* **ASSIGNMENT**
Which of the lines in the data mention the string "trimmed"? List them all.

Stored items

────────────────

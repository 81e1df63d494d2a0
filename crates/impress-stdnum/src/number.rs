//! The standard number lifecycle shared by every family
//!
//! A number is built empty, given raw text with [`StandardNumber::set`],
//! normalized (candidate extraction plus cleanup) and then verified.
//! `normalize` never fails: a missing canonical value is how "this text is
//! not an X" is expressed. `verify` explains why a candidate was rejected.

use std::fmt;
use std::str::FromStr;

use regex::Regex;
use serde::{Deserialize, Serialize};

use crate::error::ValidationError;

/// Standard number families
#[derive(Debug, Clone, Copy, PartialEq, Eq, Hash, PartialOrd, Ord, Serialize, Deserialize)]
#[serde(rename_all = "lowercase")]
#[cfg_attr(feature = "uniffi", derive(uniffi::Enum))]
pub enum NumberKind {
    /// Archival Resource Key
    Ark,
    /// Digital Object Identifier
    Doi,
    /// International Article Number (EAN-13)
    Ean,
    /// Global Trade Item Number (8, 12, 13 or 14 digits)
    Gtin,
    /// International Bank Account Number
    Iban,
    /// International Standard Audiovisual Number
    Isan,
    /// International Standard Book Number
    Isbn,
    /// International Standard Music Number
    Ismn,
    /// International Standard Name Identifier
    Isni,
    /// International Standard Serial Number
    Issn,
    /// International Standard Text Code
    Istc,
    /// International Standard Musical Work Code
    Iswc,
    /// Open Researcher and Contributor ID
    Orcid,
    /// Pica Production Number
    Ppn,
    /// Serial Item and Contribution Identifier
    Sici,
    /// Universal Product Code (UPC-A)
    Upc,
    /// Zeitschriftendatenbank ID
    Zdb,
}

impl NumberKind {
    /// Get all families
    pub fn all() -> &'static [NumberKind] {
        &[
            NumberKind::Ark,
            NumberKind::Doi,
            NumberKind::Ean,
            NumberKind::Gtin,
            NumberKind::Iban,
            NumberKind::Isan,
            NumberKind::Isbn,
            NumberKind::Ismn,
            NumberKind::Isni,
            NumberKind::Issn,
            NumberKind::Istc,
            NumberKind::Iswc,
            NumberKind::Orcid,
            NumberKind::Ppn,
            NumberKind::Sici,
            NumberKind::Upc,
            NumberKind::Zdb,
        ]
    }

    /// Lowercase tag used in configuration and registry lookups
    pub fn tag(self) -> &'static str {
        match self {
            NumberKind::Ark => "ark",
            NumberKind::Doi => "doi",
            NumberKind::Ean => "ean",
            NumberKind::Gtin => "gtin",
            NumberKind::Iban => "iban",
            NumberKind::Isan => "isan",
            NumberKind::Isbn => "isbn",
            NumberKind::Ismn => "ismn",
            NumberKind::Isni => "isni",
            NumberKind::Issn => "issn",
            NumberKind::Istc => "istc",
            NumberKind::Iswc => "iswc",
            NumberKind::Orcid => "orcid",
            NumberKind::Ppn => "ppn",
            NumberKind::Sici => "sici",
            NumberKind::Upc => "upc",
            NumberKind::Zdb => "zdb",
        }
    }

    /// Uppercase label prefixed to typed variants (`"ISBN 0306406152"`)
    pub fn label(self) -> String {
        self.tag().to_uppercase()
    }
}

impl fmt::Display for NumberKind {
    fn fmt(&self, f: &mut fmt::Formatter<'_>) -> fmt::Result {
        f.write_str(self.tag())
    }
}

impl FromStr for NumberKind {
    type Err = ValidationError;

    fn from_str(s: &str) -> Result<Self, Self::Err> {
        let wanted = s.trim().to_ascii_lowercase();
        NumberKind::all()
            .iter()
            .copied()
            .find(|kind| kind.tag() == wanted)
            .ok_or_else(|| ValidationError::UnknownFamily(s.to_string()))
    }
}

/// Lifecycle contract every standard number family implements.
///
/// Setters return `&mut Self` so calls chain:
///
/// ```
/// use impress_stdnum::{Issn, StandardNumber};
///
/// let mut issn = Issn::default();
/// assert!(issn.set("ISSN 0317-8471").normalize().is_valid());
/// assert_eq!(issn.format().as_deref(), Some("0317-8471"));
/// ```
pub trait StandardNumber {
    /// Family of this number
    fn kind(&self) -> NumberKind;

    /// Store raw input; never fails, clears any previous result
    fn set(&mut self, value: &str) -> &mut Self;

    /// Compute and overwrite the check symbol instead of verifying it
    fn create_checksum(&mut self, create: bool) -> &mut Self;

    /// Extract the candidate and clean it up
    fn normalize(&mut self) -> &mut Self;

    /// Check the candidate, reporting why it is not valid
    fn verify(&mut self) -> Result<&mut Self, ValidationError>;

    /// Non-failing sibling of [`verify`](StandardNumber::verify)
    fn is_valid(&mut self) -> bool {
        self.verify().is_ok()
    }

    /// Separator-free form used for equality and search
    fn canonical_value(&self) -> Option<&str>;

    /// Human-readable form
    fn format(&self) -> Option<String>;

    /// Family label combined with every available representation
    fn typed_variants(&self) -> Vec<String>;

    /// Forget input and results, keeping mode flags
    fn reset(&mut self) -> &mut Self;
}

/// Raw input, canonical value and checksum mode held by every family
#[derive(Debug, Clone, Default, PartialEq, Eq)]
pub struct NumberState {
    raw: Option<String>,
    canonical: Option<String>,
    create: bool,
}

impl NumberState {
    pub fn set(&mut self, value: &str) {
        self.raw = Some(value.to_string());
        self.canonical = None;
    }

    pub fn raw(&self) -> Option<&str> {
        self.raw.as_deref()
    }

    pub fn canonical(&self) -> Option<&str> {
        self.canonical.as_deref()
    }

    pub fn set_canonical(&mut self, canonical: Option<String>) {
        self.canonical = canonical.filter(|c| !c.is_empty());
    }

    pub fn creates_checksum(&self) -> bool {
        self.create
    }

    pub fn set_create(&mut self, create: bool) {
        self.create = create;
    }

    pub fn reset(&mut self) {
        self.raw = None;
        self.canonical = None;
    }

    /// First span of the raw input matched by `grammar`.
    ///
    /// When the grammar has a capture group, the first group is returned.
    pub fn candidate(&self, grammar: &Regex) -> Option<String> {
        let raw = self.raw.as_deref()?;
        let captures = grammar.captures(raw)?;
        captures
            .get(1)
            .or_else(|| captures.get(0))
            .map(|m| m.as_str().to_string())
    }

    /// Canonical value, or `NoCandidateFound` when normalization found none
    pub fn require_canonical(&self) -> Result<&str, ValidationError> {
        self.canonical().ok_or(ValidationError::NoCandidateFound)
    }
}

/// Implements the state plumbing methods of [`StandardNumber`] for a family
/// holding a `state: NumberState` field.
macro_rules! number_state_methods {
    () => {
        fn set(&mut self, value: &str) -> &mut Self {
            self.state.set(value);
            self
        }

        fn create_checksum(&mut self, create: bool) -> &mut Self {
            self.state.set_create(create);
            self
        }

        fn canonical_value(&self) -> Option<&str> {
            self.state.canonical()
        }

        fn reset(&mut self) -> &mut Self {
            self.state.reset();
            self
        }
    };
}
pub(crate) use number_state_methods;

/// Remove hyphens (any dash punctuation) and whitespace
pub fn dehyphenate(value: &str) -> String {
    value
        .chars()
        .filter(|c| !(*c == '-' || c.is_whitespace() || ('\u{2010}'..='\u{2015}').contains(c)))
        .collect()
}

/// Strip a case-insensitive family prefix such as `ISWC` and a following `:`
pub fn strip_label<'a>(value: &'a str, label: &str) -> &'a str {
    let trimmed = value.trim_start();
    match trimmed.get(..label.len()) {
        Some(head) if head.eq_ignore_ascii_case(label) => trimmed[label.len()..]
            .trim_start_matches(':')
            .trim_start(),
        _ => trimmed,
    }
}

/// Resolve the trailing check symbol of a fixed-length value.
///
/// `payload_len` symbols precede one check symbol. In create mode a value
/// that is exactly `payload_len` long gets its check symbol appended and a
/// complete value gets it overwritten.
pub(crate) fn settle_check<F>(
    value: &str,
    payload_len: usize,
    create: bool,
    compute: F,
) -> Result<String, ValidationError>
where
    F: Fn(&str) -> Result<char, ValidationError>,
{
    let len = value.chars().count();
    let payload: String = if len == payload_len + 1 || (create && len == payload_len) {
        value.chars().take(payload_len).collect()
    } else if create {
        return Err(ValidationError::length(
            format!("{} or {}", payload_len, payload_len + 1),
            len,
        ));
    } else {
        return Err(ValidationError::length((payload_len + 1).to_string(), len));
    };

    let expected = compute(&payload)?;
    if create {
        return Ok(format!("{}{}", payload, expected));
    }
    let found = value.chars().last().unwrap_or_default();
    if found.to_ascii_uppercase() == expected {
        Ok(value.to_string())
    } else {
        Err(ValidationError::checksum(expected, found))
    }
}

/// `"<LABEL> <value>"` for each value, dropping duplicates and keeping order
pub(crate) fn labelled(kind: NumberKind, values: &[Option<String>]) -> Vec<String> {
    let label = kind.label();
    let mut variants: Vec<String> = Vec::new();
    for value in values.iter().flatten() {
        let variant = if value.starts_with(&label) {
            value.clone()
        } else {
            format!("{} {}", label, value)
        };
        if !variants.contains(&variant) {
            variants.push(variant);
        }
    }
    variants
}

#[cfg(test)]
mod tests {
    use super::*;

    #[test]
    fn test_kind_round_trip() {
        for kind in NumberKind::all() {
            assert_eq!(kind.tag().parse::<NumberKind>().unwrap(), *kind);
        }
        assert_eq!("ISBN".parse::<NumberKind>().unwrap(), NumberKind::Isbn);
        assert_eq!(
            "nope".parse::<NumberKind>(),
            Err(ValidationError::UnknownFamily("nope".to_string()))
        );
    }

    #[test]
    fn test_dehyphenate() {
        assert_eq!(dehyphenate("0-306 40615\u{2013}2"), "0306406152");
    }

    #[test]
    fn test_strip_label() {
        assert_eq!(strip_label("ISWC T-034.524.680-1", "ISWC"), "T-034.524.680-1");
        assert_eq!(strip_label("istc: 0A9", "ISTC"), "0A9");
        assert_eq!(strip_label("T-034", "ISWC"), "T-034");
    }

    #[test]
    fn test_settle_check_modes() {
        fn compute(payload: &str) -> Result<char, ValidationError> {
            Ok(char::from_digit(payload.len() as u32, 10).unwrap())
        }
        assert_eq!(settle_check("1233", 3, false, compute).unwrap(), "1233");
        assert_eq!(
            settle_check("1234", 3, false, compute),
            Err(ValidationError::checksum('3', '4'))
        );
        assert_eq!(settle_check("123", 3, true, compute).unwrap(), "1233");
        assert_eq!(settle_check("1239", 3, true, compute).unwrap(), "1233");
        assert!(matches!(
            settle_check("12", 3, false, compute),
            Err(ValidationError::LengthMismatch { found: 2, .. })
        ));
    }

    #[test]
    fn test_state_candidate_prefers_group() {
        let grammar = Regex::new(r"id:(\d+)").unwrap();
        let mut state = NumberState::default();
        state.set("see id:42 here");
        assert_eq!(state.candidate(&grammar).as_deref(), Some("42"));
        state.set("nothing");
        assert_eq!(state.candidate(&grammar), None);
        assert_eq!(state.require_canonical(), Err(ValidationError::NoCandidateFound));
    }

    #[test]
    fn test_labelled_dedupes() {
        let variants = labelled(
            NumberKind::Ean,
            &[Some("123".into()), Some("123".into()), None, Some("EAN 9".into())],
        );
        assert_eq!(variants, vec!["EAN 123", "EAN 9"]);
    }
}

────────────────

* **RESPONSE AREA**
    let trimmed = value.trim_start();
    match trimmed.get(..label.len()) {
        Some(head) if head.eq_ignore_ascii_case(label) => trimmed[label.len()..]
        _ => trimmed,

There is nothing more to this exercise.